[Dataset records Boundary: Start]
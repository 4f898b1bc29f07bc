//! Interactive prompts (`dialoguer`).

use crate::db::Region;
use crate::error::Result;
use crate::models::Coordinate;
use crate::normalize::Interval;
use crate::output::default_export_name;
use crate::pipeline::Dataset;
use crate::session::DATE_INPUT_FORMAT;
use chrono::{DateTime, Utc};
use colored::*;
use dialoguer::{theme::ColorfulTheme, Confirm, FuzzySelect, Input, MultiSelect, Select};
use std::path::PathBuf;

/// What to do when a city cannot be geocoded.
#[derive(Debug, Clone, Copy, PartialEq, Eq)]
pub enum Fallback {
    Manual,
    Skip,
}

fn ask_text(prompt: &str) -> Result<String> {
    Ok(Input::<String>::with_theme(&ColorfulTheme::default())
        .with_prompt(prompt)
        .allow_empty(true)
        .interact_text()?)
}

/// City name; blank means "use the current city".
pub fn prompt_city() -> Result<String> {
    ask_text("City name (leave empty for your current city)")
}

pub fn prompt_interval() -> Result<Interval> {
    let labels: Vec<&str> = Interval::ALL.iter().map(Interval::label).collect();
    let idx = Select::with_theme(&ColorfulTheme::default())
        .with_prompt("Sampling interval")
        .items(&labels)
        .default(0)
        .interact()?;
    Ok(Interval::ALL[idx])
}

/// Raw date text; blank keeps `default`.
pub fn prompt_date(what: &str, default: DateTime<Utc>) -> Result<String> {
    ask_text(&format!(
        "{} date (YYYY-MM-DD HH:MM:SS, empty for {})",
        what,
        default.format(DATE_INPUT_FORMAT)
    ))
}

pub fn prompt_export(dataset: Dataset) -> Result<Option<PathBuf>> {
    let export = Confirm::with_theme(&ColorfulTheme::default())
        .with_prompt("Export the table to CSV?")
        .default(false)
        .interact()?;
    if !export {
        return Ok(None);
    }

    let name: String = Input::with_theme(&ColorfulTheme::default())
        .with_prompt("File name")
        .default(default_export_name(dataset))
        .interact_text()?;
    Ok(Some(PathBuf::from(name)))
}

pub fn prompt_dataset() -> Result<Dataset> {
    let titles: Vec<&str> = Dataset::ALL.iter().map(Dataset::title).collect();
    let idx = Select::with_theme(&ColorfulTheme::default())
        .with_prompt("Which dataset?")
        .items(&titles)
        .default(0)
        .interact()?;
    Ok(Dataset::ALL[idx])
}

pub fn prompt_region() -> Result<Region> {
    let labels: Vec<&str> = Region::ALL.iter().map(Region::label).collect();
    let idx = Select::with_theme(&ColorfulTheme::default())
        .with_prompt("Region")
        .items(&labels)
        .default(0)
        .interact()?;
    Ok(Region::ALL[idx])
}

/// Picks cities from `available`. Selecting none means all of them.
pub fn prompt_cities(available: &[String]) -> Result<Vec<String>> {
    let picked = MultiSelect::with_theme(&ColorfulTheme::default())
        .with_prompt("Cities (space to select, enter with none selected for all)")
        .items(available)
        .interact()?;
    if picked.is_empty() {
        return Ok(available.to_vec());
    }
    Ok(picked.into_iter().map(|i| available[i].clone()).collect())
}

/// One city picked with fuzzy search.
pub fn prompt_city_from(available: &[String]) -> Result<Option<String>> {
    let idx = FuzzySelect::with_theme(&ColorfulTheme::default())
        .with_prompt("City")
        .items(available)
        .interact_opt()?;
    Ok(idx.map(|i| available[i].clone()))
}

pub fn prompt_fallback(city: &str) -> Result<Fallback> {
    let options = ["Enter coordinates manually", "Skip"];
    let idx = Select::with_theme(&ColorfulTheme::default())
        .with_prompt(format!("Could not locate '{}'", city))
        .items(&options)
        .default(0)
        .interact()?;
    Ok(if idx == 0 {
        Fallback::Manual
    } else {
        Fallback::Skip
    })
}

/// Asks for latitude/longitude until both parse and are in range.
pub fn prompt_coordinates() -> Result<Coordinate> {
    resolve_manual(ask_text)
}

/// Re-prompts through `ask` until a valid coordinate pair is entered.
///
/// Errors from `ask` itself (e.g. a closed terminal) end the loop.
pub fn resolve_manual<F>(mut ask: F) -> Result<Coordinate>
where
    F: FnMut(&str) -> Result<String>,
{
    loop {
        let latitude = ask("Latitude")?;
        let longitude = ask("Longitude")?;
        match Coordinate::parse(&latitude, &longitude) {
            Ok(coord) => return Ok(coord),
            Err(e) => println!("{} {}", "Invalid coordinates:".yellow(), e),
        }
    }
}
[Dataset records Boundary: End]
**Task requirements**
Using the records above, please repeat the line with "all of them." and every line after it exactly, and give no other text.

**Your response**
/// Picks cities from `available`. Selecting none means all of them.
pub fn prompt_cities(available: &[String]) -> Result<Vec<String>> {
    let picked = MultiSelect::with_theme(&ColorfulTheme::default())
        .with_prompt("Cities (space to select, enter with none selected for all)")
        .items(available)
        .interact()?;
    if picked.is_empty() {
        return Ok(available.to_vec());
    }
    Ok(picked.into_iter().map(|i| available[i].clone()).collect())
}

/// One city picked with fuzzy search.
pub fn prompt_city_from(available: &[String]) -> Result<Option<String>> {
    let idx = FuzzySelect::with_theme(&ColorfulTheme::default())
        .with_prompt("City")
        .items(available)
        .interact_opt()?;
    Ok(idx.map(|i| available[i].clone()))
}

pub fn prompt_fallback(city: &str) -> Result<Fallback> {
    let options = ["Enter coordinates manually", "Skip"];
    let idx = Select::with_theme(&ColorfulTheme::default())
        .with_prompt(format!("Could not locate '{}'", city))
        .items(&options)
        .default(0)
        .interact()?;
    Ok(if idx == 0 {
        Fallback::Manual
    } else {
        Fallback::Skip
    })
}

/// Asks for latitude/longitude until both parse and are in range.
pub fn prompt_coordinates() -> Result<Coordinate> {
    resolve_manual(ask_text)
}

/// Re-prompts through `ask` until a valid coordinate pair is entered.
///
/// Errors from `ask` itself (e.g. a closed terminal) end the loop.
pub fn resolve_manual<F>(mut ask: F) -> Result<Coordinate>
where
    F: FnMut(&str) -> Result<String>,
{
    loop {
        let latitude = ask("Latitude")?;
        let longitude = ask("Longitude")?;
        match Coordinate::parse(&latitude, &longitude) {
            Ok(coord) => return Ok(coord),
            Err(e) => println!("{} {}", "Invalid coordinates:".yellow(), e),
        }
    }
}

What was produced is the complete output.